After the rescued astronauts have been hospitalized, the same boy, playing cowboy on the beach, finds a cylinder containing a glistening gelatinous mass the size and shape of a large cucumber. He sells this flotsam to the medical-student heroine’s father, a zoologist who has been camping in the area. Unable to identify the thing, the zoologist at last gives up for the night, turns off the light, retires. Sometime later, his daughter comes in. Unnoticed on the table, the gelatinous mass trembles, bulges, is sliced open from within by a delicate birdlike claw. Something weakly emerges from the rupture, lies panting on the tabletop for a moment, then rises upon its hindlegs and begins cleaning particles of gunk from its scaly hide. Only seconds have elapsed since the medical student entered the room; we are perhaps a third of the way into the film’s running time, 82 minutes; what comes now is a scene loaded with tragic implications — the movie’s sublime moment. Joan Taylor, who still hasn’t noticed the newborn creature on the table, removes her jacket and turns on the light. The creature recoils, paws its eyes, and scares the bejeezus out of Taylor as it utters its first heartrending sound: a newborn’s cry of confusion and terror.

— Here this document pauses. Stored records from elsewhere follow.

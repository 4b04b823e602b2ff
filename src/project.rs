// src/project.rs

//! Project root discovery and the fixed path layout.
//!
//! The layout is conventional rather than configured: web sources under
//! `src/`, native sources under `rs/`, build artifacts under `out/`. The
//! generated `src/web/ephemeral/` directory and the raw
//! `out/server/buildVersion` file are stable contracts with the frontend
//! and the server respectively.

use std::path::{Path, PathBuf};

use anyhow::{anyhow, Result};

use crate::bundler::{BundleSpec, Platform};
use crate::config::Entrypoint;

/// Walk up from `start` to the first directory containing `package.json`.
pub fn find_project_root(start: &Path) -> Result<PathBuf> {
    let mut dir = start.to_path_buf();
    loop {
        if dir.join("package.json").is_file() {
            return Ok(dir);
        }
        if !dir.pop() {
            return Err(anyhow!(
                "project root not found when searching from {}",
                start.display()
            ));
        }
    }
}

/// Fixed path layout of a project rooted at `root`.
#[derive(Debug, Clone)]
pub struct ProjectLayout {
    pub root: PathBuf,
    /// Web and server sources: `<root>/src`.
    pub js_src: PathBuf,
    /// Native sources: `<root>/rs`.
    pub native_src: PathBuf,
    /// Build output root: `<root>/out`.
    pub out_dir: PathBuf,
    /// Web bundle output: `<root>/out/web`.
    pub web_out: PathBuf,
    /// Server bundle output: `<root>/out/server`.
    pub server_out: PathBuf,
    /// Generated sources the web build writes on every pass:
    /// `<root>/src/web/ephemeral`. Changes here must never retrigger builds.
    pub ephemeral_dir: PathBuf,
}

impl ProjectLayout {
    pub fn new(root: impl Into<PathBuf>) -> Self {
        let root = root.into();
        let js_src = root.join("src");
        let out_dir = root.join("out");
        Self {
            native_src: root.join("rs"),
            web_out: out_dir.join("web"),
            server_out: out_dir.join("server"),
            ephemeral_dir: js_src.join("web").join("ephemeral"),
            js_src,
            out_dir,
            root,
        }
    }

    /// Generated module exposing the build version to web code.
    pub fn ephemeral_module(&self) -> PathBuf {
        self.ephemeral_dir.join("buildVersion.ts")
    }

    /// Raw version string file the server reads once at startup.
    pub fn server_version_file(&self) -> PathBuf {
        self.server_out.join("buildVersion")
    }

    /// Bundled server entrypoint launched by the supervisor.
    pub fn server_entry(&self) -> PathBuf {
        self.server_out.join("main.js")
    }

    /// Native build script, `script` relative to the native source tree.
    pub fn native_build_script(&self, script: &str) -> PathBuf {
        self.native_src.join(script)
    }
}

/// Browser bundle configuration for the web entrypoints.
pub fn web_bundle_spec(layout: &ProjectLayout, entrypoints: &[Entrypoint]) -> BundleSpec {
    BundleSpec {
        name: "web".to_string(),
        entry_points: entrypoints
            .iter()
            .map(|e| layout.js_src.join(&e.dir).join(&e.main))
            .collect(),
        outdir: layout.web_out.clone(),
        platform: Platform::Browser,
        target: vec![
            "chrome88".to_string(),
            "firefox84".to_string(),
            "safari14".to_string(),
        ],
        sourcemap: true,
        minify: false,
        // react-dom picks its production build off this.
        define: vec![(
            "process.env.NODE_ENV".to_string(),
            "\"production\"".to_string(),
        )],
        loaders: vec![
            (".obj".to_string(), "text".to_string()),
            (".gltf".to_string(), "json".to_string()),
            (".wasm".to_string(), "binary".to_string()),
        ],
        aliases: vec![("~".to_string(), layout.js_src.clone())],
    }
}

/// Node bundle configuration for the server entrypoint.
pub fn server_bundle_spec(layout: &ProjectLayout) -> BundleSpec {
    BundleSpec {
        name: "server".to_string(),
        entry_points: vec![layout.js_src.join("server").join("main.ts")],
        outdir: layout.server_out.clone(),
        platform: Platform::Node,
        target: vec!["es2019".to_string()],
        sourcemap: true,
        minify: false,
        define: Vec::new(),
        loaders: Vec::new(),
        aliases: Vec::new(),
    }
}
// tests/pipelines.rs

mod common;

use std::error::Error;
use std::fs;
use std::future::Future;
use std::os::unix::fs::PermissionsExt;
use std::path::Path;
use std::pin::Pin;
use std::sync::Arc;

use anyhow::{anyhow, Result};

use crate::common::{init_tracing, FakeBundler};
use devloop::bundler::{BundleHandle, BundleSpec, Bundler};
use devloop::config::Entrypoint;
use devloop::daemon::{NativePipeline, WebPipeline};
use devloop::engine::BuildJob;
use devloop::project::ProjectLayout;

type TestResult = Result<(), Box<dyn Error>>;

fn scaffold_web_project(root: &Path) -> std::io::Result<()> {
    fs::create_dir_all(root.join("src/client"))?;
    fs::write(root.join("src/client/main.ts"), "console.log('hi')\n")?;
    fs::write(root.join("src/client/index.html"), "<!doctype html>\n")?;
    fs::write(root.join("package.json"), "{}\n")?;
    Ok(())
}

fn client_entrypoints() -> Vec<Entrypoint> {
    vec![Entrypoint {
        dir: "client".to_string(),
        main: "main.ts".to_string(),
    }]
}

#[tokio::test]
async fn first_web_pass_builds_both_bundles_and_stamps_the_version() -> TestResult {
    init_tracing();
    let dir = tempfile::tempdir()?;
    let root = dir.path().canonicalize()?;
    scaffold_web_project(&root)?;

    let layout = ProjectLayout::new(&root);
    let bundler = FakeBundler::default();
    let calls = Arc::clone(&bundler.calls);

    let pipeline = WebPipeline::new(layout.clone(), client_entrypoints(), Box::new(bundler), None);
    pipeline.run().await;

    {
        let calls = calls.lock().unwrap();
        let mut builds = calls.builds.clone();
        builds.sort();
        assert_eq!(builds, vec!["server".to_string(), "web".to_string()]);
        assert!(calls.rebuilds.is_empty());
    }

    // Raw version file and generated module agree, byte for byte.
    let version = fs::read_to_string(layout.server_version_file())?;
    assert!(version.parse::<u128>()? > 0);

    let ephemeral = fs::read_to_string(layout.ephemeral_module())?;
    assert_eq!(ephemeral, format!("export const buildVersion = '{version}'"));

    let html = fs::read_to_string(layout.web_out.join("client/index.html"))?;
    assert_eq!(html, "<!doctype html>\n");

    Ok(())
}

#[tokio::test]
async fn later_web_passes_rebuild_on_the_retained_handles() -> TestResult {
    init_tracing();
    let dir = tempfile::tempdir()?;
    let root = dir.path().canonicalize()?;
    scaffold_web_project(&root)?;

    let layout = ProjectLayout::new(&root);
    let bundler = FakeBundler::default();
    let calls = Arc::clone(&bundler.calls);

    let pipeline = WebPipeline::new(layout, client_entrypoints(), Box::new(bundler), None);
    pipeline.run().await;
    pipeline.run().await;

    let calls = calls.lock().unwrap();
    assert_eq!(calls.builds.len(), 2);

    let mut rebuilds = calls.rebuilds.clone();
    rebuilds.sort();
    assert_eq!(rebuilds, vec!["server".to_string(), "web".to_string()]);

    Ok(())
}

struct FailingBundler;

impl Bundler for FailingBundler {
    fn build(
        &self,
        spec: BundleSpec,
    ) -> Pin<Box<dyn Future<Output = Result<Box<dyn BundleHandle>>> + Send + '_>> {
        Box::pin(async move { Err(anyhow!("no bundle for '{}' today", spec.name)) })
    }
}

#[tokio::test]
async fn failed_web_pass_skips_the_post_build_steps() -> TestResult {
    init_tracing();
    let dir = tempfile::tempdir()?;
    let root = dir.path().canonicalize()?;
    scaffold_web_project(&root)?;

    let layout = ProjectLayout::new(&root);
    let pipeline = WebPipeline::new(
        layout.clone(),
        client_entrypoints(),
        Box::new(FailingBundler),
        None,
    );

    // Completes despite the failure; pipelines own their errors.
    pipeline.run().await;

    // The ephemeral module is written before bundling, everything after the
    // failure point is not.
    assert!(layout.ephemeral_module().is_file());
    assert!(!layout.server_version_file().exists());
    assert!(!layout.web_out.join("client/index.html").exists());

    Ok(())
}

#[tokio::test]
async fn native_pipeline_runs_the_build_script() -> TestResult {
    init_tracing();
    let dir = tempfile::tempdir()?;
    let root = dir.path().canonicalize()?;
    fs::create_dir_all(root.join("rs"))?;

    let marker = root.join("rs/built-marker");
    let script = root.join("rs/build.sh");
    fs::write(
        &script,
        format!("#!/bin/sh\necho native build ran\ntouch {}\n", marker.display()),
    )?;
    fs::set_permissions(&script, fs::Permissions::from_mode(0o755))?;

    let pipeline = NativePipeline::new(&script);
    pipeline.run().await;

    assert!(marker.is_file());
    Ok(())
}

#[tokio::test]
async fn native_build_failures_are_swallowed() -> TestResult {
    init_tracing();
    let dir = tempfile::tempdir()?;
    let root = dir.path().canonicalize()?;
    fs::create_dir_all(root.join("rs"))?;

    let script = root.join("rs/build.sh");
    fs::write(&script, "#!/bin/sh\nexit 1\n")?;
    fs::set_permissions(&script, fs::Permissions::from_mode(0o755))?;

    let pipeline = NativePipeline::new(&script);
    pipeline.run().await;

    Ok(())
}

What follows is approximately par for the Giant Monster Gets Loose In Big City course. The big city in this case is the Eternal City, and there is a fight with an elephant at the Rome Zoo, and skirmishes with the Army, and a last stand at the Coliseum. Along the way, we learn that the creature has come from Venus aboard the lost spacecraft and that it has an appetite unusual in movie monsters: it subsists not upon the flesh and/or blood of teenagers rash enough to be necking in the woods late at night when they know there’s a fiend on the prowl, but upon sulphur.

Whenever I watch 20 Million Miles to Earth, which is pretty much whenever I get the chance, I have trouble deciding who is more afraid of whom. Unlike King Kong, who trashes New York City in his frenzy of desire for Fay Wray — unlike Godzilla, who razes Tokyo out of sheer reptilian cussedness — unlike, even, the nameless sea-beast that invades London to find her baby Gorgo — the creature from Venus gives every sign of wanting to avoid the hostile beings who persist in caging it, shooting it, sticking it with pitchforks, searing it with flamethrowers, electrocuting it. Even grown huge in Earth’s oxygen-rich atmosphere, it flees at their approach, tries to hide from them, lashes out only when avenues of escape are blocked. From first to last, it is patently a lost child far from home.